Most of us can recall the unpleasant sensation of sitting in a doctor’s office, feeling a cotton swab swipe across the sore territory of our throats. Along with the symptoms—fever, red swollen tonsils, and a sore throat—this swab would be tested to confirm whether the culprit was the strep bacterial infection (also called group A strep). Fortunately, it’s an infection easily treatable with antibiotics.

This is just one species of strep; there are many other strep species, and fortunately, most are treatable with antibiotics. They exist as microscopic spheres and other unseen shapes on and below our own surfaces. Some are usually benign, dwelling in mouths, skin, intestines, and respiratory tracts in forms that do little harm to most people. Others can cause meningitis, ear infections, and pneumonia.

These infections are age-old: They have been known for centuries, but were first delineated into separate disease entities in the 16th century AD, according to the publication Streptococcus pyogenes: Basic Biology to Clinical Manifestations.

“Strep are fairly versatile. Bacteria that causes strep throat can cause flesh-eating bacterial infections or rheumatic fever.”

Mark Fisher, PhD
Medical Director
 

While strep is old, it is also broad and marvelous in range. “The type that causes strep throat can (in more rare cases) cause flesh-eating bacterial infections or the post-infectious inflammatory disease, acute rheumatic fever, that can involve the heart, joints, skin and brain or post streptococcal glomerulonephritis affecting the kidneys. The bacteria are multi-faceted pathogens,” says Mark Fisher, PhD, D(ABMM), a medical director at ARUP Laboratories and assistant professor of pathology at the University of Utah School of Medicine in Salt Lake City.

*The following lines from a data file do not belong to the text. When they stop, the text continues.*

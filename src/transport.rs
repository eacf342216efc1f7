/*!
    byte-stream boundary between the engine and whatever carries the bus.

    The engine only needs a bidirectional byte channel with a stable identity
    string: the [SerialChannel] backend covers real usb-serial bridges, the
    [mock::MockChannel] replaces the whole module chain with a scripted
    responder for tests.
*/

use std::{
    future::Future,
    io,
    path::Path,
    pin::Pin,
    };
use serial2_tokio::{SerialPort, CharSize, StopBits, Parity};


/// a bidirectional byte stream able to carry the bus
pub trait Channel: Send + Sync + 'static {
    /// stable identity of the underlying endpoint, eg. the serial number of
    /// the usb bridge or the port path
    fn identity(&self) -> &str;

    /// read up to `buf.len()` bytes, returning how many arrived; 0 means the
    /// channel is gone for good
    fn read<'a>(&'a self, buf: &'a mut [u8]) -> impl Future<Output = io::Result<usize>> + Send + 'a;

    /// write the whole buffer or fail
    fn write<'a>(&'a self, bytes: &'a [u8]) -> impl Future<Output = io::Result<()>> + Send + 'a;
}


/// shared handles carry the bus just as well, tests keep one end to script with
impl<C: Channel> Channel for std::sync::Arc<C> {
    fn identity(&self) -> &str {
        (**self).identity()
    }
    fn read<'a>(&'a self, buf: &'a mut [u8]) -> impl Future<Output = io::Result<usize>> + Send + 'a {
        (**self).read(buf)
    }
    fn write<'a>(&'a self, bytes: &'a [u8]) -> impl Future<Output = io::Result<()>> + Send + 'a {
        (**self).write(bytes)
    }
}


pub(crate) type BoxFuture<'a, T> = Pin<Box<dyn Future<Output = T> + Send + 'a>>;

/// object-safe twin of [Channel] so the engine can store any backend
pub(crate) trait DynChannel: Send + Sync {
    fn identity(&self) -> &str;
    fn read<'a>(&'a self, buf: &'a mut [u8]) -> BoxFuture<'a, io::Result<usize>>;
    fn write<'a>(&'a self, bytes: &'a [u8]) -> BoxFuture<'a, io::Result<()>>;
}

impl<C: Channel> DynChannel for C {
    fn identity(&self) -> &str {
        Channel::identity(self)
    }
    fn read<'a>(&'a self, buf: &'a mut [u8]) -> BoxFuture<'a, io::Result<usize>> {
        Box::pin(Channel::read(self, buf))
    }
    fn write<'a>(&'a self, bytes: &'a [u8]) -> BoxFuture<'a, io::Result<()>> {
        Box::pin(Channel::write(self, bytes))
    }
}

/// fill the whole buffer, treating a 0 read as a dead channel
pub(crate) async fn read_exact(channel: &dyn DynChannel, buf: &mut [u8]) -> io::Result<()> {
    let mut filled = 0;
    while filled < buf.len() {
        let count = channel.read(&mut buf[filled ..]).await?;
        if count == 0 {
            return Err(io::Error::new(io::ErrorKind::UnexpectedEof, "bus channel closed"));
        }
        filled += count;
    }
    Ok(())
}


/// usb-serial backend, the production channel
pub struct SerialChannel {
    port: SerialPort,
    identity: String,
}

impl SerialChannel {
    /// open the serial device at the given path with the given baud rate, 8N1 raw
    pub fn open(path: impl AsRef<Path>, rate: u32) -> io::Result<Self> {
        let port = SerialPort::open(path.as_ref(), |mut settings: serial2_tokio::Settings| {
                settings.set_raw();
                settings.set_baud_rate(rate)?;
                settings.set_char_size(CharSize::Bits8);
                settings.set_stop_bits(StopBits::One);
                settings.set_parity(Parity::None);
                Ok(settings)
                })?;
        Ok(Self {
            port,
            identity: path.as_ref().display().to_string(),
        })
    }
}

impl Channel for SerialChannel {
    fn identity(&self) -> &str {
        &self.identity
    }
    fn read<'a>(&'a self, buf: &'a mut [u8]) -> impl Future<Output = io::Result<usize>> + Send + 'a {
        self.port.read(buf)
    }
    fn write<'a>(&'a self, bytes: &'a [u8]) -> impl Future<Output = io::Result<()>> + Send + 'a {
        self.port.write_all(bytes)
    }
}


pub mod mock {
    /*!
        in-memory channel standing in for a whole module chain.

        A scripted responder closure is invoked for every datagram the engine
        writes and returns the raw reply packets of the fake modules. Tests can
        also inject arbitrary bytes (garbage included) into the read side.
    */

    use std::{
        io,
        sync::Mutex,
        sync::atomic::{AtomicBool, Ordering},
        future::Future,
        };
    use tokio::sync::mpsc;


    /// invoked with every packet the engine writes; returns the raw packets
    /// the fake module chain sends back, in order
    pub type FrameHandler = Box<dyn FnMut(&[u8]) -> Vec<Vec<u8>> + Send>;

    pub struct MockChannel {
        identity: String,
        handler: Mutex<Option<FrameHandler>>,
        written: Mutex<Vec<Vec<u8>>>,
        failing: AtomicBool,
        incoming_tx: Mutex<Option<mpsc::UnboundedSender<Vec<u8>>>>,
        incoming: tokio::sync::Mutex<Incoming>,
    }

    struct Incoming {
        rx: mpsc::UnboundedReceiver<Vec<u8>>,
        pending: Vec<u8>,
    }

    impl MockChannel {
        pub fn new(handler: impl FnMut(&[u8]) -> Vec<Vec<u8>> + Send + 'static) -> Self {
            let mut new = Self::silent();
            *new.handler.get_mut().unwrap() = Some(Box::new(handler));
            new
        }

        /// a channel whose fake modules never answer anything
        pub fn silent() -> Self {
            let (tx, rx) = mpsc::unbounded_channel();
            Self {
                identity: "mock".into(),
                handler: Mutex::new(None),
                written: Mutex::new(Vec::new()),
                failing: AtomicBool::new(false),
                incoming_tx: Mutex::new(Some(tx)),
                incoming: tokio::sync::Mutex::new(Incoming { rx, pending: Vec::new() }),
            }
        }

        /// push raw bytes into the read side, as if a module had sent them
        pub fn inject(&self, bytes: Vec<u8>) {
            if let Some(tx) = self.incoming_tx.lock().unwrap().as_ref() {
                let _ = tx.send(bytes);
            }
        }

        /// every packet the engine wrote so far, oldest first
        pub fn written(&self) -> Vec<Vec<u8>> {
            self.written.lock().unwrap().clone()
        }

        /// simulate the usb bridge disappearing: pending injected bytes still
        /// drain, then reads report a dead channel
        pub fn unplug(&self) {
            self.incoming_tx.lock().unwrap().take();
        }

        /// make every write fail from now on
        pub fn fail_writes(&self, failing: bool) {
            self.failing.store(failing, Ordering::SeqCst);
        }
    }

    impl super::Channel for MockChannel {
        fn identity(&self) -> &str {
            &self.identity
        }

        fn read<'a>(&'a self, buf: &'a mut [u8]) -> impl Future<Output = io::Result<usize>> + Send + 'a {
            async move {
                let mut incoming = self.incoming.lock().await;
                if incoming.pending.is_empty() {
                    match incoming.rx.recv().await {
                        Some(bytes) => incoming.pending = bytes,
                        None => return Ok(0),
                    }
                }
                let count = buf.len().min(incoming.pending.len());
                buf[.. count].copy_from_slice(&incoming.pending[.. count]);
                incoming.pending.drain(.. count);
                Ok(count)
            }
        }

        fn write<'a>(&'a self, bytes: &'a [u8]) -> impl Future<Output = io::Result<()>> + Send + 'a {
            async move {
                if self.failing.load(Ordering::SeqCst) {
                    return Err(io::Error::new(io::ErrorKind::BrokenPipe, "mock write failure"));
                }
                self.written.lock().unwrap().push(bytes.to_vec());
                let replies = match self.handler.lock().unwrap().as_mut() {
                    Some(handler) => handler(bytes),
                    None => Vec::new(),
                };
                for reply in replies {
                    self.inject(reply);
                }
                Ok(())
            }
        }
    }
}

Let’s talk strep—the positive and the negative. Viridans streptococcus has a name derived from the Latin for green; this is because this bacteria partially breaks down (or hemolyzes) red blood cells, leading to a green color in the blood-containing culture media. This bacteria type hangs out in the mouth or respiratory tract and is often considered beneficial or neutral. But if a patient has low immunity or a prosthetic heart valve, they can be more susceptible to infection. In that case, when our gums bleed during flossing or a dental cleaning, the bacteria can be introduced into our bloodstream. In rare cases, an infection of the heart’s inner lining called endocardidis can result.

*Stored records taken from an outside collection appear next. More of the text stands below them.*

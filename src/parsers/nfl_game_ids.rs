//! NFL weekly schedule extractor. The RapidAPI schedule endpoint returns
//! `{items: [{eventid, ...}]}`; the event ids drive the boxscore fetch loop.

use serde_json::Value;

use crate::models::GameIdList;
use crate::parsers::common::{get_list, require_fields, ParserError};

/// Pull the game ids for one (year, week) out of a schedule document.
/// Items without an eventid are skipped with a warning, not fatal.
pub fn extract(data: &Value, year: i32, week: i32) -> Result<GameIdList, ParserError> {
    require_fields(data, &["items"], "NFL schedule")?;

    let mut game_ids = Vec::new();
    for (index, item) in get_list(data, "items").iter().enumerate() {
        let event_id = match item.get("eventid") {
            Some(Value::String(s)) => s.trim().to_string(),
            Some(Value::Number(n)) => n.to_string(),
            _ => String::new(),
        };
        if event_id.is_empty() {
            tracing::warn!(index, "schedule item missing eventid, skipped");
            continue;
        }
        game_ids.push(event_id);
    }

    tracing::info!(year, week, games = game_ids.len(), "parsed weekly schedule");
    Ok(GameIdList { week, year, game_ids })
}

#[cfg(test)]
mod tests {
    use super::*;
    use serde_json::json;

    #[test]
    fn collects_event_ids_and_skips_blanks() {
        let data = json!({
            "items": [
                {"eventid": "401547403"},
                {"eventid": 401547404},
                {"name": "no id here"},
                {"eventid": "  "}
            ]
        });
        let list = extract(&data, 2023, 5).unwrap();
        assert_eq!(list.year, 2023);
        assert_eq!(list.week, 5);
        assert_eq!(list.game_ids, vec!["401547403", "401547404"]);
    }

    #[test]
    fn missing_items_key_is_fatal() {
        assert!(extract(&json!({"events": []}), 2023, 1).is_err());
    }

    #[test]
    fn empty_item_list_yields_empty_result() {
        let list = extract(&json!({"items": []}), 2024, 18).unwrap();
        assert!(list.game_ids.is_empty());
    }
}
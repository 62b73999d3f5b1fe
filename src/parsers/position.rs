//! Position classification for sources with no authoritative position field.
//! Everything here is heuristic and tuned independently of extraction.

use crate::models::Position;

/// A receiving line at or below both of these is treated as a back catching
/// checkdowns rather than a true receiver.
const RB_MAX_RECEPTIONS: i64 = 2;
const RB_MAX_RECEIVING_YARDS: i64 = 30;

/// A receiving line at or above either of these is unambiguously a wideout.
const WR_MIN_RECEPTIONS: i64 = 8;
const WR_MIN_RECEIVING_YARDS: i64 = 100;

/// Generational suffixes skew toward WR in the mid-volume band. Observed to
/// reduce TE misclassifications in practice, nothing deeper than that.
const WR_NAME_SUFFIXES: &[&str] = &["jr", "jr.", "sr", "sr.", "ii", "iii", "iv"];

/// Players whose usage profile defeats the volume heuristic.
const KNOWN_POSITIONS: &[(&str, Position)] = &[
    ("travis kelce", Position::Te),
    ("george kittle", Position::Te),
    ("mark andrews", Position::Te),
    ("t.j. hockenson", Position::Te),
    ("sam laporta", Position::Te),
    ("christian mccaffrey", Position::Rb),
    ("austin ekeler", Position::Rb),
    ("alvin kamara", Position::Rb),
    ("deebo samuel", Position::Wr),
];

/// Feature vector for one athlete's line within a statistical category.
#[derive(Debug, Default, Clone, Copy)]
pub struct StatProfile {
    pub receptions: Option<i64>,
    pub receiving_yards: Option<i64>,
}

fn has_wr_suffix(name: &str) -> bool {
    name.rsplit(|c: char| c.is_whitespace() || c == ',')
        .next()
        .map(|last| WR_NAME_SUFFIXES.contains(&last.to_lowercase().as_str()))
        .unwrap_or(false)
}

fn known_position(name: &str) -> Option<Position> {
    let normalized = name.trim().to_lowercase();
    KNOWN_POSITIONS
        .iter()
        .find(|(known, _)| *known == normalized)
        .map(|(_, pos)| *pos)
}

/// Classify an athlete from category name, volume stats, and name string.
/// Passing and rushing categories are unambiguous; receiving needs the
/// volume heuristic since RBs, WRs, and TEs all catch passes. The override
/// table applies only there, so a back throwing a trick-play pass still
/// classifies as a passer.
pub fn classify(category: &str, name: &str, profile: StatProfile) -> Position {
    match category.trim().to_lowercase().as_str() {
        "passing" => Position::Qb,
        "rushing" => Position::Rb,
        "receiving" => classify_receiver(name, profile),
        _ => Position::Unk,
    }
}

fn classify_receiver(name: &str, profile: StatProfile) -> Position {
    if let Some(pos) = known_position(name) {
        return pos;
    }

    let receptions = profile.receptions.unwrap_or(0);
    let yards = profile.receiving_yards.unwrap_or(0);

    if receptions <= RB_MAX_RECEPTIONS && yards <= RB_MAX_RECEIVING_YARDS {
        return Position::Rb;
    }
    if receptions >= WR_MIN_RECEPTIONS || yards >= WR_MIN_RECEIVING_YARDS {
        return Position::Wr;
    }
    if has_wr_suffix(name) {
        Position::Wr
    } else {
        Position::Te
    }
}
use anyhow::Result;
use chrono::Datelike;
use std::path::PathBuf;

use crate::db::{self, create_pool, Destination};
use crate::models::League;
use crate::parsers::{common, prizepicks};
use crate::services::fetch::Fetcher;
use crate::services::season::SeasonLoader;

pub async fn init_db() -> Result<()> {
    println!("🔧 Initializing database...");
    db::init_database().await?;
    println!("✅ Database schema ready!");
    Ok(())
}

/// Fetch current PrizePicks projections for one or both leagues and load
/// them into prop_lines.
pub async fn fetch_projections(league: &str) -> Result<()> {
    let pool = create_pool().await?;
    db::init_database_with_pool(&pool).await?;
    let fetcher = Fetcher::new()?;
    let default_year = chrono::Utc::now().year();

    let leagues: Vec<League> = if league.eq_ignore_ascii_case("all") {
        vec![League::Nfl, League::College]
    } else {
        match League::parse(league) {
            Some(l) => vec![l],
            None => {
                println!("❌ Unsupported league: {league}. Use 'nfl', 'college', or 'all'");
                return Ok(());
            }
        }
    };

    for league in leagues {
        println!("📥 Fetching PrizePicks projections for {league}...");
        let data = fetcher.fetch_prizepicks(league).await?;

        let extraction = prizepicks::extract(&data, default_year)?;
        common::log_extraction_summary("prizepicks", &extraction);
        println!(
            "   {} projections parsed, {} errors",
            extraction.records.len(),
            extraction.errors.len()
        );

        let result = db::batch_insert(&pool, &extraction.records, Destination::PropLines).await?;
        println!(
            "   {} of {} records loaded ({} chunks failed)",
            result.inserted, result.attempted, result.failed_chunks
        );
    }

    println!("✅ Projections loaded!");
    Ok(())
}

/// Load a full season of NFL and CFB game stats, resuming from the
/// checkpoint when one exists.
pub async fn load_season(year: i32, progress_file: Option<PathBuf>) -> Result<()> {
    let pool = create_pool().await?;
    db::init_database_with_pool(&pool).await?;
    let fetcher = Fetcher::new()?;
    let progress_path =
        progress_file.unwrap_or_else(|| PathBuf::from("data/season_progress.json"));

    println!("🏈 Loading {year} season (NFL weeks 1-18, CFB weeks 1-15)...");
    let mut loader = SeasonLoader::new(fetcher, pool, year, progress_path)?;
    loader.run().await?;
    println!("✅ Season load complete!");
    Ok(())
}

pub async fn status() -> Result<()> {
    let pool = create_pool().await?;
    db::init_database_with_pool(&pool).await?;
    let counts = db::table_counts(&pool).await?;

    println!("📊 Database status:");
    println!("   prop_lines:      {}", counts.prop_lines);
    println!("   player_stats:    {}", counts.player_stats);
    println!("   games_processed: {}", counts.games_processed);
    println!("   players:         {}", counts.players);
    println!("   teams:           {}", counts.teams);
    Ok(())
}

Streptococcus pneumoniae is a type of strep that can cause ear infections, meningitis, and pneumonia, especially in older people and children under two. This bacteria was first isolated by Louis Pasteur in 1881 from a patient’s saliva.  In the most serious cases, it sometimes causes blood stream infection or sepsis—a massive response to a bacterial infection that gets into the blood and can lead to organ failure or other injury: “It’s one of the most severe pathogens we have,” observed Harry Hill, MD, an ARUP medical director and professor of Pathology, Medicine and Pediatrics at the University of Utah School of Medicine.

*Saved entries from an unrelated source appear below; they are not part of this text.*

//! Record-level gating applied after enrichment. Per-record failures are
//! collected as strings on the extraction, never propagated to the caller.

use std::collections::HashMap;

use thiserror::Error;

use crate::models::PlayerRecord;

/// Sentinel strings sources (and our own resolvers) use to signal missing
/// data. Matched against trimmed, lowercased field values. One shared table
/// for every extractor.
pub const PLACEHOLDER_VALUES: &[&str] = &[
    "unknown",
    "unk",
    "n/a",
    "na",
    "null",
    "none",
    "missing",
    "error",
    "failed",
    "invalid",
    "tbd",
    "unknown team",
    "unknown opponent",
    "unknown position",
    "unknown player",
    "placeholder",
    "default",
];

pub const SEASON_MIN: i32 = 2000;
pub const SEASON_MAX: i32 = 2030;

#[derive(Debug, Error)]
pub enum ValidationError {
    #[error("placeholder value in critical field '{field}': \"{value}\"")]
    Placeholder { field: String, value: String },

    #[error("metadata validation failed: {0}")]
    Metadata(String),

    #[error("player identity unresolved for \"{player}\" ({team})")]
    IdentityUnresolved { player: String, team: String },
}

pub fn is_placeholder(value: &str) -> bool {
    let normalized = value.trim().to_lowercase();
    normalized.is_empty() || PLACEHOLDER_VALUES.contains(&normalized.as_str())
}

/// Reject a record whose critical identity fields carry sentinel values.
/// Opponent is deliberately not critical: PrizePicks never supplies one and
/// those records are still worth persisting.
pub fn reject_placeholders(record: &PlayerRecord) -> Result<(), ValidationError> {
    let critical = [
        ("player_name", record.player_name.as_str()),
        ("team", record.team.as_str()),
        ("stat_type", record.stat_type.as_str()),
    ];
    for (field, value) in critical {
        if is_placeholder(value) {
            return Err(ValidationError::Placeholder {
                field: field.to_string(),
                value: value.to_string(),
            });
        }
    }
    Ok(())
}

/// Enforce presence and bounds on the standard metadata every persisted
/// record must carry.
pub fn check_metadata(record: &PlayerRecord) -> Result<(), ValidationError> {
    if record.player_id.is_empty() {
        return Err(ValidationError::Metadata("player_id is empty".to_string()));
    }
    if !(SEASON_MIN..=SEASON_MAX).contains(&record.season) {
        return Err(ValidationError::Metadata(format!(
            "season {} outside {}..={}",
            record.season, SEASON_MIN, SEASON_MAX
        )));
    }
    if record.player_id.len() != 16 || !record.player_id.bytes().all(|b| b.is_ascii_hexdigit()) {
        return Err(ValidationError::Metadata(format!(
            "player_id '{}' is not a 16-hex digest",
            record.player_id
        )));
    }
    Ok(())
}

/// Records with both sides of a matchup populated must name two different
/// teams. Sentinel opponents are exempt (they fail or pass elsewhere).
pub fn check_matchup(record: &PlayerRecord) -> Result<(), ValidationError> {
    if !is_placeholder(&record.opponent)
        && record.team.eq_ignore_ascii_case(&record.opponent)
    {
        return Err(ValidationError::Metadata(format!(
            "team and opponent are both '{}'",
            record.team
        )));
    }
    Ok(())
}

type Validator = fn(&PlayerRecord) -> Result<(), ValidationError>;

/// The post-enrichment pipeline, applied in order to every record. The first
/// failure wins and the record is dropped by the extractor.
pub const VALIDATORS: &[Validator] = &[reject_placeholders, check_metadata, check_matchup];

pub fn validate_record(record: &PlayerRecord) -> Result<(), ValidationError> {
    for validator in VALIDATORS {
        validator(record)?;
    }
    Ok(())
}

/// Batch quality overview: how many records carry at least one sentinel, and
/// per-field issue counts. Diagnostic only, never gates anything.
#[derive(Debug, Default)]
pub struct QualitySummary {
    pub total: usize,
    pub flagged: usize,
    pub field_issues: HashMap<String, usize>,
}

pub fn quality_summary(records: &[PlayerRecord]) -> QualitySummary {
    let mut summary = QualitySummary {
        total: records.len(),
        ..Default::default()
    };
    for record in records {
        let fields = [
            ("player_name", record.player_name.as_str()),
            ("team", record.team.as_str()),
            ("opponent", record.opponent.as_str()),
        ];
        let mut any = false;
        for (name, value) in fields {
            if is_placeholder(value) {
                any = true;
                *summary.field_issues.entry(name.to_string()).or_insert(0) += 1;
            }
        }
        if any {
            summary.flagged += 1;
        }
    }
    summary
}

Unlike for group A strep, there are existing vaccines for Streptococcus pneumoniae. It is good, too, that pediatric and adult vaccines exist for it, because children younger than two years old have low levels of certain blood antibodies (immunoglobulin G2) that make them less responsive to adult strep vaccines. That inoculation can help ward off the bacteria that can cause meningitis and pneumonia, as well as sepsis.